RECORDED INFORMATION:
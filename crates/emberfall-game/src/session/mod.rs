//! Combat and game-session orchestration

pub mod combat;
pub mod game;

pub use combat::{CombatEvent, CombatSession, CombatState, Outcome, Turn};
pub use game::{GameSession, InventoryView};
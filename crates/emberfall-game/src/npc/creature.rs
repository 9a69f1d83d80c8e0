//! A spawned enemy and its attack behavior

use std::fmt;

use crate::combat::damage::calculate_damage;
use crate::error::Defeated;
use crate::player::Character;

use super::CreatureKind;

/// An enemy in a single encounter. Never persisted.
#[derive(Debug, Clone, PartialEq, Eq)]
pub struct Creature {
    pub kind: CreatureKind,
    pub name: String,
    pub hit_points: u32,
    pub max_hit_points: u32,
    pub attack: u32,
    pub defense: u32,
}

impl Creature {
    /// Build a fresh creature from its kind's preset
    pub fn spawn(kind: CreatureKind) -> Self {
        let preset = kind.preset();
        Self::new(kind, kind.name(), preset.hit_points, preset.attack, preset.defense)
    }

    pub fn new(
        kind: CreatureKind,
        name: impl Into<String>,
        hit_points: u32,
        attack: u32,
        defense: u32,
    ) -> Self {
        Self {
            kind,
            name: name.into(),
            hit_points,
            max_hit_points: hit_points,
            attack,
            defense,
        }
    }

    pub fn is_alive(&self) -> bool {
        self.hit_points > 0
    }

    /// Lose hit points, stopping at zero. Returns the damage actually taken.
    pub fn receive_damage(&mut self, amount: u32) -> u32 {
        let taken = amount.min(self.hit_points);
        self.hit_points -= taken;
        taken
    }

    /// Strike the character.
    ///
    /// Returns the damage dealt. The only error is the target's own
    /// [`Defeated`], passed through unchanged.
    pub fn perform_attack(&self, target: &mut Character) -> Result<u32, Defeated> {
        let damage = calculate_damage(self.attack, target.defense());
        if damage == 0 {
            return Ok(0);
        }
        tracing::debug!("{} {} for {} damage", self.name, self.kind.announcement(), damage);
        target.receive_damage(damage)
    }
}

impl fmt::Display for Creature {
    fn fmt(&self, f: &mut fmt::Formatter<'_>) -> fmt::Result {
        write!(
            f,
            "{} - Health: {}/{}, Attack: {}, Defense: {}",
            self.name, self.hit_points, self.max_hit_points, self.attack, self.defense
        )
    }
}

TASK DETAILS: Within the entries above, count the lines that include "game". The answer is that number alone.

FINISHED EXERCISE: 5